Andrew McCormack ‘Graviton’ (Jazz Village) 3/5

British pianist Andrew McCormack returns with a much heralded new album and with a fine ensemble of UK musicians on board including vocalist Eska Mtungwazi and tenor saxophonist Shabaka Hutchings who alternates between tenor, clarinet and bass clarinet. In parts, the new album has been compared to a homage to the early period of Chick Corea in Light as a Feather, and it is true to say that there are elements of that sound, especially in the wordless vocals of Eska who impresses throughout, as illustrated on the opener, ‘Breathe’. However, in general, this recording is far more geared towards contemporary beats and influences, and dub-step surfaces on the urgent sounding, ‘Escape velocity’, which is an uptempo number that deploys a repetitive piano riff to good effect. Collective choir voicings greet the listener on, ‘Andromeda’, which is a groove laden piece with Eska once again offering up wordless vocals. The singer in fact is a major contributor to the album and adds lyrics to three of the compositions, all of which are originals penned by McCormack.

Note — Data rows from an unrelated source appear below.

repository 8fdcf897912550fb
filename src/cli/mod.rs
pub mod commands;

pub use commands::{Cli, Commands};
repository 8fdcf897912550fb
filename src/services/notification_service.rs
use std::sync::Arc;

use async_trait::async_trait;
use channels::ChannelClient;
use tracing::warn;

use crate::domain::FeedKind;
use crate::errors::{FeederError, FeederResult};

/// Destination for announcement messages.
#[cfg_attr(test, mockall::automock)]
#[async_trait]
pub trait NotificationSink: Send + Sync {
    async fn notify(&self, message: &str) -> FeederResult<()>;
}

/// Posts announcements to every configured chat channel.
pub struct ChannelSink {
    client: Arc<ChannelClient>,
    channels: Vec<String>,
    crosspost: bool,
}

impl ChannelSink {
    pub fn new(client: Arc<ChannelClient>, channels: Vec<String>, crosspost: bool) -> Self {
        Self {
            client,
            channels,
            crosspost,
        }
    }
}

#[async_trait]
impl NotificationSink for ChannelSink {
    /// Every channel is attempted; the call fails if any post failed.
    /// Crossposting only works in announcement channels, so its failures are
    /// logged and otherwise ignored.
    async fn notify(&self, message: &str) -> FeederResult<()> {
        let mut failures = Vec::new();

        for channel in &self.channels {
            match self.client.send_message(channel, message).await {
                Ok(posted) => {
                    if self.crosspost {
                        if let Err(e) = self.client.crosspost(channel, &posted.id).await {
                            warn!(channel = %channel, error = %e, "Failed to crosspost announcement");
                        }
                    }
                }
                Err(e) => {
                    warn!(channel = %channel, error = %e, "Failed to post announcement");
                    failures.push(format!("{}: {}", channel, e));
                }
            }
        }

        if failures.is_empty() {
            Ok(())
        } else {
            Err(FeederError::Notification(failures.join("; ")))
        }
    }
}

/// Logs announcements instead of posting them (dry run).
pub struct LogSink {
    feed: FeedKind,
}

impl LogSink {
    pub fn new(feed: FeedKind) -> Self {
        Self { feed }
    }
}

#[async_trait]
impl NotificationSink for LogSink {
    async fn notify(&self, message: &str) -> FeederResult<()> {
        println!("[DRY RUN] {}: {}", self.feed, message);
        Ok(())
    }
}

#[cfg(test)]
mod tests {
    use super::*;
    use wiremock::matchers::{method, path};
    use wiremock::{Mock, MockServer, ResponseTemplate};

    fn posted(channel: &str) -> ResponseTemplate {
        ResponseTemplate::new(200).set_body_json(serde_json::json!({
            "id": "700",
            "channel_id": channel,
            "content": "A new Minecraft release is out: 1.16.2"
        }))
    }

    fn client(server: &MockServer) -> Arc<ChannelClient> {
        Arc::new(ChannelClient::new(&server.uri(), "token").unwrap())
    }

    #[tokio::test]
    async fn test_posts_and_crossposts_to_every_channel() {
        let server = MockServer::start().await;

        for channel in ["111", "222"] {
            Mock::given(method("POST"))
                .and(path(format!("/channels/{}/messages", channel)))
                .respond_with(posted(channel))
                .expect(1)
                .mount(&server)
                .await;
            Mock::given(method("POST"))
                .and(path(format!("/channels/{}/messages/700/crosspost", channel)))
                .respond_with(posted(channel))
                .expect(1)
                .mount(&server)
                .await;
        }

        let sink = ChannelSink::new(
            client(&server),
            vec!["111".to_string(), "222".to_string()],
            true,
        );

        sink.notify("A new Minecraft release is out: 1.16.2")
            .await
            .unwrap();
    }

    #[tokio::test]
    async fn test_crosspost_disabled() {
        let server = MockServer::start().await;

        Mock::given(method("POST"))
            .and(path("/channels/111/messages"))
            .respond_with(posted("111"))
            .expect(1)
            .mount(&server)
            .await;
        Mock::given(method("POST"))
            .and(path("/channels/111/messages/700/crosspost"))
            .respond_with(posted("111"))
            .expect(0)
            .mount(&server)
            .await;

        let sink = ChannelSink::new(client(&server), vec!["111".to_string()], false);

        sink.notify("hello").await.unwrap();
    }

    #[tokio::test]
    async fn test_crosspost_failure_is_not_an_error() {
        let server = MockServer::start().await;

        Mock::given(method("POST"))
            .and(path("/channels/111/messages"))
            .respond_with(posted("111"))
            .mount(&server)
            .await;
        Mock::given(method("POST"))
            .and(path("/channels/111/messages/700/crosspost"))
            .respond_with(ResponseTemplate::new(400))
            .mount(&server)
            .await;

        let sink = ChannelSink::new(client(&server), vec!["111".to_string()], true);

        assert!(sink.notify("hello").await.is_ok());
    }

    #[tokio::test]
    async fn test_failed_channel_still_tries_the_rest() {
        let server = MockServer::start().await;

        Mock::given(method("POST"))
            .and(path("/channels/111/messages"))
            .respond_with(ResponseTemplate::new(500))
            .expect(1)
            .mount(&server)
            .await;
        Mock::given(method("POST"))
            .and(path("/channels/222/messages"))
            .respond_with(posted("222"))
            .expect(1)
            .mount(&server)
            .await;

        let sink = ChannelSink::new(
            client(&server),
            vec!["111".to_string(), "222".to_string()],
            false,
        );

        let err = sink.notify("hello").await.unwrap_err();
        match err {
            FeederError::Notification(msg) => {
                assert!(msg.starts_with("111:"));
                assert!(!msg.contains("222"));
            }
            other => panic!("unexpected error: {other}"),
        }
    }

    #[tokio::test]
    async fn test_log_sink_never_fails() {
        let sink = LogSink::new(FeedKind::Jira);
        assert!(sink.notify("hello").await.is_ok());
    }
}
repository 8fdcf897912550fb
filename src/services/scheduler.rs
//! Fixed-interval version checks.
//!
//! One ticker task fans out to a task per feed on every tick. A feed whose
//! previous check is still running is skipped for that tick rather than
//! queued, so checks of the same feed never overlap.

use std::sync::Arc;
use std::time::Duration;

use futures::future::join_all;
use tokio::sync::watch;
use tokio::task::JoinHandle;
use tokio::time::{interval_at, Instant, MissedTickBehavior};
use tracing::{debug, info};

use crate::domain::{FeedKind, LatestVersions};
use crate::services::feed_service::{CheckOutcome, TrackedFeed};

pub const DEFAULT_CHECK_INTERVAL: Duration = Duration::from_secs(30);

pub struct Scheduler {
    feeds: Vec<Arc<TrackedFeed>>,
    interval: Duration,
}

impl Scheduler {
    pub fn new(feeds: Vec<TrackedFeed>, interval: Duration) -> Self {
        Self {
            feeds: feeds.into_iter().map(Arc::new).collect(),
            interval,
        }
    }

    /// Spawn the ticker. The first tick fires one interval from now since
    /// feeds are already seeded at setup.
    ///
    /// Panics if `interval` is zero.
    pub fn start(self) -> SchedulerHandle {
        let (stop_tx, mut stop_rx) = watch::channel(false);
        let feeds = self.feeds.clone();
        let period = self.interval;

        let task = tokio::spawn(async move {
            let mut ticker = interval_at(Instant::now() + period, period);
            ticker.set_missed_tick_behavior(MissedTickBehavior::Delay);

            info!(
                feeds = feeds.len(),
                interval_secs = period.as_secs(),
                "Version check scheduler started"
            );

            loop {
                tokio::select! {
                    biased;
                    _ = stop_rx.changed() => break,
                    _ = ticker.tick() => {
                        debug!("Running scheduled version check");
                        for feed in &feeds {
                            let feed = Arc::clone(feed);
                            tokio::spawn(async move {
                                feed.run_scheduled().await;
                            });
                        }
                    }
                }
            }

            info!("Version check scheduler stopped");
        });

        SchedulerHandle {
            feeds: self.feeds,
            stop_tx,
            task,
        }
    }
}

pub struct SchedulerHandle {
    feeds: Vec<Arc<TrackedFeed>>,
    stop_tx: watch::Sender<bool>,
    task: JoinHandle<()>,
}

impl SchedulerHandle {
    /// Stop future ticks. Checks already in flight run to completion.
    pub fn stop(&self) {
        self.stop_tx.send_replace(true);
    }

    /// Wait for the ticker task to exit after [`stop`](Self::stop)
    pub async fn join(self) {
        let _ = self.task.await;
    }

    /// Check every feed right away, outside the regular ticks. Feeds with a
    /// check already running are reported as skipped.
    pub async fn check_now(&self) -> Vec<(FeedKind, CheckOutcome)> {
        debug!("Version check requested");

        join_all(self.feeds.iter().map(|feed| async move {
            (feed.kind(), feed.run_scheduled().await)
        }))
        .await
    }

    pub fn latest(&self, kind: FeedKind) -> Option<LatestVersions> {
        self.feed(kind).and_then(|feed| feed.latest())
    }

    fn feed(&self, kind: FeedKind) -> Option<&TrackedFeed> {
        self.feeds
            .iter()
            .find(|feed| feed.kind() == kind)
            .map(|feed| feed.as_ref())
    }
}
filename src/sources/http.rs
use std::time::Duration;

use reqwest::Client;
use tracing::debug;

use crate::errors::{FeederError, FeederResult};

const FETCH_TIMEOUT: Duration = Duration::from_secs(10);

/// Plain GET client shared by every version source.
#[derive(Clone)]
pub struct HttpFetcher {
    client: Client,
}

impl HttpFetcher {
    pub fn new() -> Self {
        Self {
            client: Client::builder()
                .timeout(FETCH_TIMEOUT)
                .user_agent(concat!("versionbot/", env!("CARGO_PKG_VERSION")))
                .build()
                .unwrap_or_else(|_| Client::new()),
        }
    }

    /// GET `url` and return the raw body. Timeouts, transport failures and
    /// non-success statuses are all errors.
    pub async fn fetch(&self, url: &str) -> FeederResult<Vec<u8>> {
        let response = self.client.get(url).send().await?;

        let status = response.status();
        if !status.is_success() {
            return Err(FeederError::Status {
                url: url.to_string(),
                status: status.as_u16(),
            });
        }

        let bytes = response.bytes().await?;
        debug!(url = %url, bytes = bytes.len(), "Fetched version list");

        Ok(bytes.to_vec())
    }
}

impl Default for HttpFetcher {
    fn default() -> Self {
        Self::new()
    }
}
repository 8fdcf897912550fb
pub mod cli;
pub mod config;
pub mod domain;
pub mod errors;
pub mod services;
pub mod sources;
pub mod storage;
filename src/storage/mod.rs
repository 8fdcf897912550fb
pub mod seen_set;

pub use seen_set::SeenSet;
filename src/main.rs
use std::sync::Arc;

use clap::Parser;
use tokio::sync::mpsc;
use tracing::{error, info};
use tracing_subscriber::{fmt, prelude::*, EnvFilter};

use versionbot::cli::{Cli, Commands};
use versionbot::config::{AnnouncementChannels, Config};
use versionbot::domain::{FeedKind, LatestVersions};
use versionbot::errors::FeederResult;
use versionbot::services::{
    setup_feeds, ChannelSink, CheckOutcome, LogSink, NotificationSink, Scheduler, SchedulerHandle,
};
use versionbot::sources::{HttpFetcher, JiraSource, MinecraftSource, VersionSource};

#[tokio::main]
async fn main() {
    if let Err(e) = run().await {
        eprintln!("Error: {}", e);
        std::process::exit(1);
    }
}

fn init_tracing() {
    let filter = EnvFilter::try_from_default_env()
        .unwrap_or_else(|_| EnvFilter::new("versionbot=info,channels=info,warn"));

    tracing_subscriber::registry()
        .with(filter)
        .with(fmt::layer().compact().with_writer(std::io::stderr))
        .init();
}

async fn run() -> FeederResult<()> {
    let cli = Cli::parse();

    // Load configuration (also loads .env, which may set RUST_LOG)
    let config = Config::from_env()?;
    init_tracing();

    match cli.command {
        Commands::Run { dry_run } => cmd_run(&config, dry_run).await,
        Commands::Latest => cmd_latest(&config).await,
    }
}

fn build_sources(config: &Config) -> Vec<Arc<dyn VersionSource>> {
    let fetcher = HttpFetcher::new();

    let minecraft: Arc<dyn VersionSource> = Arc::new(MinecraftSource::new(
        fetcher.clone(),
        config.feed_url(FeedKind::Minecraft),
    ));
    let jira: Arc<dyn VersionSource> =
        Arc::new(JiraSource::new(fetcher, config.feed_url(FeedKind::Jira)));

    vec![minecraft, jira]
}

async fn cmd_run(config: &Config, dry_run: bool) -> FeederResult<()> {
    let client = if dry_run {
        None
    } else {
        let client = channels::create_client(&config.discord_api_url, config.require_token()?)?;
        Some(Arc::new(client))
    };

    let destinations = match AnnouncementChannels::from_env() {
        Ok(Some(destinations)) => destinations,
        Ok(None) => {
            println!(
                "Version check disabled: {} is not set.",
                AnnouncementChannels::MINECRAFT_VAR
            );
            return Ok(());
        }
        Err(e) => {
            error!(error = %e, "Failed to set up version check");
            println!("Version check disabled: {}", e);
            return Ok(());
        }
    };

    if dry_run {
        println!("Dry run: announcements will be printed, not posted.");
    }

    let feeds = build_sources(config)
        .into_iter()
        .map(|source| {
            let kind = source.kind();
            let sink: Arc<dyn NotificationSink> = match &client {
                Some(client) => Arc::new(ChannelSink::new(
                    client.clone(),
                    destinations.for_feed(kind).to_vec(),
                    config.crosspost,
                )),
                None => Arc::new(LogSink::new(kind)),
            };
            (source, sink)
        })
        .collect();

    println!("Fetching initial versions...");
    let feeds = setup_feeds(feeds).await?;

    for feed in &feeds {
        println!(
            "Loaded {} initial {} versions",
            feed.seen_count().await,
            feed.kind()
        );
    }

    let handle = Scheduler::new(feeds, config.check_interval).start();

    println!("Bot is now running. Type \"check\" to check for new versions now.");
    println!("Type \"quit\" or press CTRL-C to exit.");

    let mut commands = spawn_command_reader();
    let mut stdin_open = true;

    loop {
        tokio::select! {
            result = tokio::signal::ctrl_c() => {
                result?;
                break;
            }
            line = commands.recv(), if stdin_open => match line {
                Some(line) => match line.trim() {
                    "check" => report_check(&handle).await,
                    "quit" => break,
                    "" => {}
                    other => println!("Unknown command: {}", other),
                },
                // Running detached, only CTRL-C stops the bot
                None => stdin_open = false,
            },
        }
    }

    info!("Shutting down");
    handle.stop();
    handle.join().await;

    Ok(())
}

/// Lines typed on stdin. Read on a plain thread so a pending read never holds
/// up shutdown.
fn spawn_command_reader() -> mpsc::UnboundedReceiver<String> {
    let (tx, rx) = mpsc::unbounded_channel();

    std::thread::spawn(move || {
        for line in std::io::stdin().lines() {
            let Ok(line) = line else { break };
            if tx.send(line).is_err() {
                break;
            }
        }
    });

    rx
}

/// Manual version check, run on top of the regular ticks
async fn report_check(handle: &SchedulerHandle) {
    for (kind, outcome) in handle.check_now().await {
        match outcome {
            CheckOutcome::Completed(report) => {
                println!("{}: {} new versions", kind, report.new_versions.len());
            }
            CheckOutcome::Failed(e) => println!("{}: check failed: {}", kind, e),
            CheckOutcome::Skipped => println!("{}: check already running", kind),
        }

        print_latest(kind, &handle.latest(kind).unwrap_or_default());
    }
}

fn print_latest(kind: FeedKind, latest: &LatestVersions) {
    let preview_label = match kind {
        FeedKind::Minecraft => "Latest snapshot",
        FeedKind::Jira => "Next version",
    };

    println!(
        "  Latest release: {}",
        latest.release.as_deref().unwrap_or("unknown")
    );
    println!(
        "  {}: {}",
        preview_label,
        latest.preview.as_deref().unwrap_or("unknown")
    );
}

async fn cmd_latest(config: &Config) -> FeederResult<()> {
    for source in build_sources(config) {
        let kind = source.kind();
        let listing = source.fetch().await?;

        println!("{} ({} versions):", kind, listing.records.len());
        print_latest(kind, &listing.latest.unwrap_or_default());
    }

    Ok(())
}
pub mod feed;
pub mod version;
pub mod notification;

pub use feed::FeedKind;
pub use version::{LatestVersions, VersionListing, VersionRecord};
pub use notification::Announcement;
use std::sync::Arc;

use tokio::sync::Mutex;
use tracing::{info, warn};

use crate::domain::{FeedKind, LatestVersions};
use crate::errors::{FeederError, FeederResult};
use crate::services::check_service::{CheckReport, CheckService};
use crate::services::notification_service::NotificationSink;
use crate::sources::VersionSource;
use crate::storage::SeenSet;

#[derive(Debug)]
pub enum CheckOutcome {
    Completed(CheckReport),
    Failed(FeederError),
    /// A previous check of the same feed was still running
    Skipped,
}

/// A polled feed together with the seen-set it owns.
pub struct TrackedFeed {
    service: CheckService,
    seen: Mutex<SeenSet>,
}

impl TrackedFeed {
    pub fn new(service: CheckService, seen: SeenSet) -> Self {
        Self {
            service,
            seen: Mutex::new(seen),
        }
    }

    /// Seed the feed from a full fetch of its source
    pub async fn setup(
        source: Arc<dyn VersionSource>,
        sink: Arc<dyn NotificationSink>,
    ) -> FeederResult<Self> {
        let service = CheckService::new(source, sink);
        let seen = service.seed().await?;
        Ok(Self::new(service, seen))
    }

    pub fn kind(&self) -> FeedKind {
        self.service.kind()
    }

    pub fn latest(&self) -> Option<LatestVersions> {
        self.service.latest()
    }

    pub async fn seen_count(&self) -> usize {
        self.seen.lock().await.len()
    }

    /// Run one check unless another one is already holding the seen-set
    pub async fn try_check(&self) -> CheckOutcome {
        let Ok(mut seen) = self.seen.try_lock() else {
            return CheckOutcome::Skipped;
        };

        match self.service.check(&mut seen).await {
            Ok(report) => CheckOutcome::Completed(report),
            Err(e) => CheckOutcome::Failed(e),
        }
    }

    /// Check the feed and log the outcome. Errors are not propagated: the
    /// next tick retries.
    pub async fn run_scheduled(&self) -> CheckOutcome {
        let feed = self.kind();
        let outcome = self.try_check().await;

        match &outcome {
            CheckOutcome::Completed(report) if report.new_versions.is_empty() => {}
            CheckOutcome::Completed(report) => {
                info!(
                    feed = %feed,
                    new = report.new_versions.len(),
                    notified = report.notified,
                    "Announced new versions"
                );
            }
            CheckOutcome::Failed(e) if e.is_fetch() => {
                warn!(feed = %feed, error = %e, "Failed to fetch versions");
            }
            CheckOutcome::Failed(e) => {
                warn!(feed = %feed, error = %e, "Failed to announce new version");
            }
            CheckOutcome::Skipped => {
                warn!(feed = %feed, "Previous check still running, skipping");
            }
        }

        outcome
    }
}

/// Seed every feed. Any failure aborts the whole setup.
pub async fn setup_feeds(
    feeds: Vec<(Arc<dyn VersionSource>, Arc<dyn NotificationSink>)>,
) -> FeederResult<Vec<TrackedFeed>> {
    let mut tracked = Vec::with_capacity(feeds.len());

    for (source, sink) in feeds {
        tracked.push(TrackedFeed::setup(source, sink).await?);
    }

    Ok(tracked)
}
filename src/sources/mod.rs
pub mod traits;
pub mod http;
pub mod minecraft;
pub mod jira;

pub use traits::VersionSource;
pub use http::HttpFetcher;
pub use minecraft::{MinecraftSource, DEFAULT_MINECRAFT_URL};
pub use jira::{JiraSource, DEFAULT_JIRA_URL};
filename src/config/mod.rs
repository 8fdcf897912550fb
use std::sync::LazyLock;
use std::time::Duration;

use regex::Regex;
use url::Url;

use crate::domain::FeedKind;
use crate::errors::{FeederError, FeederResult};
use crate::services::DEFAULT_CHECK_INTERVAL;
use crate::sources::{DEFAULT_JIRA_URL, DEFAULT_MINECRAFT_URL};

/// Discord channel ids are numeric snowflakes
static CHANNEL_ID: LazyLock<Regex> = LazyLock::new(|| Regex::new(r"^\d{1,20}$").unwrap());

#[derive(Debug, Clone)]
pub struct Config {
    pub discord_token: Option<String>,
    pub discord_api_url: String,
    pub minecraft_url: String,
    pub jira_url: String,
    pub check_interval: Duration,
    pub crosspost: bool,
}

/// Where announcements go. Presence of the Minecraft list enables the
/// version check.
#[derive(Debug, Clone, PartialEq, Eq)]
pub struct AnnouncementChannels {
    pub minecraft: Vec<String>,
    pub jira: Vec<String>,
}

impl AnnouncementChannels {
    pub const MINECRAFT_VAR: &'static str = "DISCORD_MINECRAFT_CHANNELS";
    pub const JIRA_VAR: &'static str = "DISCORD_JIRA_CHANNELS";

    /// `Ok(None)` when the version check is not configured at all.
    pub fn from_env() -> FeederResult<Option<Self>> {
        Self::from_lookup(env_lookup)
    }

    fn from_lookup(get: impl Fn(&str) -> Option<String>) -> FeederResult<Option<Self>> {
        let Some(minecraft) = get(Self::MINECRAFT_VAR) else {
            return Ok(None);
        };

        let jira = get(Self::JIRA_VAR)
            .ok_or_else(|| FeederError::MissingEnvVar(Self::JIRA_VAR.to_string()))?;

        Ok(Some(Self {
            minecraft: parse_channels(Self::MINECRAFT_VAR, &minecraft)?,
            jira: parse_channels(Self::JIRA_VAR, &jira)?,
        }))
    }

    pub fn for_feed(&self, kind: FeedKind) -> &[String] {
        match kind {
            FeedKind::Minecraft => &self.minecraft,
            FeedKind::Jira => &self.jira,
        }
    }
}

impl Config {
    /// Get the directory where the executable is located
    fn exe_dir() -> Option<std::path::PathBuf> {
        std::env::current_exe()
            .ok()
            .and_then(|p| p.parent().map(|p| p.to_path_buf()))
    }

    /// Load `.env` files into the process environment
    pub fn load_dotenv() {
        // Try to load .env from executable's directory first
        if let Some(dir) = Self::exe_dir() {
            let env_path = dir.join(".env");
            if env_path.exists() {
                dotenvy::from_path(&env_path).ok();
            }
        }
        // Fall back to current directory
        dotenvy::dotenv().ok();
    }

    pub fn from_env() -> FeederResult<Self> {
        Self::load_dotenv();
        Self::from_lookup(env_lookup)
    }

    fn from_lookup(get: impl Fn(&str) -> Option<String>) -> FeederResult<Self> {
        let discord_api_url = get("DISCORD_API_URL")
            .unwrap_or_else(|| channels::DEFAULT_API_URL.to_string());
        let minecraft_url =
            get("MINECRAFT_MANIFEST_URL").unwrap_or_else(|| DEFAULT_MINECRAFT_URL.to_string());
        let jira_url = get("JIRA_VERSIONS_URL").unwrap_or_else(|| DEFAULT_JIRA_URL.to_string());

        for url in [&discord_api_url, &minecraft_url, &jira_url] {
            Url::parse(url).map_err(|e| FeederError::InvalidUrl(format!("{}: {}", url, e)))?;
        }

        let check_interval = match get("VERSION_CHECK_INTERVAL_SECS") {
            Some(value) => parse_interval(&value)?,
            None => DEFAULT_CHECK_INTERVAL,
        };

        let crosspost = match get("DISCORD_CROSSPOST") {
            Some(value) => parse_bool("DISCORD_CROSSPOST", &value)?,
            None => true,
        };

        Ok(Self {
            discord_token: get("DISCORD_TOKEN"),
            discord_api_url,
            minecraft_url,
            jira_url,
            check_interval,
            crosspost,
        })
    }

    pub fn require_token(&self) -> FeederResult<&str> {
        self.discord_token
            .as_deref()
            .ok_or_else(|| FeederError::MissingEnvVar("DISCORD_TOKEN".to_string()))
    }

    pub fn feed_url(&self, kind: FeedKind) -> &str {
        match kind {
            FeedKind::Minecraft => &self.minecraft_url,
            FeedKind::Jira => &self.jira_url,
        }
    }
}

/// Empty values count as unset
fn env_lookup(key: &str) -> Option<String> {
    std::env::var(key).ok().filter(|v| !v.trim().is_empty())
}

fn parse_channels(var: &str, value: &str) -> FeederResult<Vec<String>> {
    let channels: Vec<String> = value
        .split(',')
        .map(str::trim)
        .filter(|c| !c.is_empty())
        .map(str::to_string)
        .collect();

    if channels.is_empty() {
        return Err(FeederError::MissingEnvVar(var.to_string()));
    }

    if let Some(bad) = channels.iter().find(|c| !CHANNEL_ID.is_match(c)) {
        return Err(FeederError::Config(format!(
            "{} contains an invalid channel id: {}",
            var, bad
        )));
    }

    Ok(channels)
}

fn parse_interval(value: &str) -> FeederResult<Duration> {
    let secs: u64 = value.trim().parse().map_err(|_| {
        FeederError::Config(format!(
            "VERSION_CHECK_INTERVAL_SECS must be a number of seconds, got {}",
            value
        ))
    })?;

    if secs == 0 {
        return Err(FeederError::Config(
            "VERSION_CHECK_INTERVAL_SECS must be greater than zero".to_string(),
        ));
    }

    Ok(Duration::from_secs(secs))
}

fn parse_bool(var: &str, value: &str) -> FeederResult<bool> {
    match value.trim().to_lowercase().as_str() {
        "1" | "true" | "yes" | "on" => Ok(true),
        "0" | "false" | "no" | "off" => Ok(false),
        _ => Err(FeederError::Config(format!(
            "{} must be true or false, got {}",
            var, value
        ))),
    }
}

#[cfg(test)]
mod tests {
    use super::*;
    use std::collections::HashMap;

    fn lookup(vars: &[(&str, &str)]) -> impl Fn(&str) -> Option<String> {
        let vars: HashMap<String, String> = vars
            .iter()
            .map(|(k, v)| (k.to_string(), v.to_string()))
            .collect();
        move |key| vars.get(key).cloned()
    }

    #[test]
    fn test_defaults() {
        let config = Config::from_lookup(lookup(&[])).unwrap();

        assert!(config.discord_token.is_none());
        assert_eq!(config.discord_api_url, "https://discord.com/api/v10");
        assert_eq!(config.feed_url(FeedKind::Minecraft), DEFAULT_MINECRAFT_URL);
        assert_eq!(config.feed_url(FeedKind::Jira), DEFAULT_JIRA_URL);
        assert_eq!(config.check_interval, Duration::from_secs(30));
        assert!(config.crosspost);
        assert!(matches!(
            config.require_token(),
            Err(FeederError::MissingEnvVar(var)) if var == "DISCORD_TOKEN"
        ));
    }

    #[test]
    fn test_overrides() {
        let config = Config::from_lookup(lookup(&[
            ("DISCORD_TOKEN", "abc"),
            ("JIRA_VERSIONS_URL", "http://localhost:8080/jira"),
            ("VERSION_CHECK_INTERVAL_SECS", "5"),
            ("DISCORD_CROSSPOST", "false"),
        ]))
        .unwrap();

        assert_eq!(config.require_token().unwrap(), "abc");
        assert_eq!(config.jira_url, "http://localhost:8080/jira");
        assert_eq!(config.check_interval, Duration::from_secs(5));
        assert!(!config.crosspost);
    }

    #[test]
    fn test_invalid_values() {
        for vars in [
            [("VERSION_CHECK_INTERVAL_SECS", "0")],
            [("VERSION_CHECK_INTERVAL_SECS", "soon")],
            [("DISCORD_CROSSPOST", "maybe")],
        ] {
            assert!(matches!(
                Config::from_lookup(lookup(&vars)),
                Err(FeederError::Config(_))
            ));
        }

        assert!(matches!(
            Config::from_lookup(lookup(&[("MINECRAFT_MANIFEST_URL", "not a url")])),
            Err(FeederError::InvalidUrl(_))
        ));
    }

    #[test]
    fn test_channels_absent_disables_version_check() {
        let channels = AnnouncementChannels::from_lookup(lookup(&[(
            "DISCORD_JIRA_CHANNELS",
            "123",
        )]))
        .unwrap();

        assert!(channels.is_none());
    }

    #[test]
    fn test_channels_require_jira_list() {
        let result =
            AnnouncementChannels::from_lookup(lookup(&[("DISCORD_MINECRAFT_CHANNELS", "123")]));

        assert!(matches!(
            result,
            Err(FeederError::MissingEnvVar(var)) if var == "DISCORD_JIRA_CHANNELS"
        ));
    }

    #[test]
    fn test_channel_lists_are_trimmed() {
        let channels = AnnouncementChannels::from_lookup(lookup(&[
            ("DISCORD_MINECRAFT_CHANNELS", " 111 , 222,,"),
            ("DISCORD_JIRA_CHANNELS", "333"),
        ]))
        .unwrap()
        .unwrap();

        assert_eq!(channels.for_feed(FeedKind::Minecraft), ["111", "222"]);
        assert_eq!(channels.for_feed(FeedKind::Jira), ["333"]);
    }

    #[test]
    fn test_channel_list_rejects_names() {
        let result = AnnouncementChannels::from_lookup(lookup(&[
            ("DISCORD_MINECRAFT_CHANNELS", "111,#announcements"),
            ("DISCORD_JIRA_CHANNELS", "333"),
        ]));

        assert!(matches!(result, Err(FeederError::Config(msg)) if msg.contains("#announcements")));

        let result = AnnouncementChannels::from_lookup(lookup(&[
            ("DISCORD_MINECRAFT_CHANNELS", " , "),
            ("DISCORD_JIRA_CHANNELS", "333"),
        ]));

        assert!(matches!(result, Err(FeederError::MissingEnvVar(_))));
    }
}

A brief sojourn in New York seems to have enthused McCormack and encouraged the pianist to search more deeply. On, ‘Aurora’, McCormack performs on both piano and glockenspiel on this brief number, while on the sparse sounding, ‘Kalamata’, he commences on solo piano before exploring other keyboards. If one were to cite pianistic influences, then Brad Mehldau would immediately spring to mind, but also Bill Evans, Keith Jarrett and even shades of Monk.

The combination of influences he has soaked up is not quite his own yet, but he is most certainly heading in the right direction and the inclusion of collaborative work with Eska is one that he should return to. Eska for her part, revels in this jazzy setting.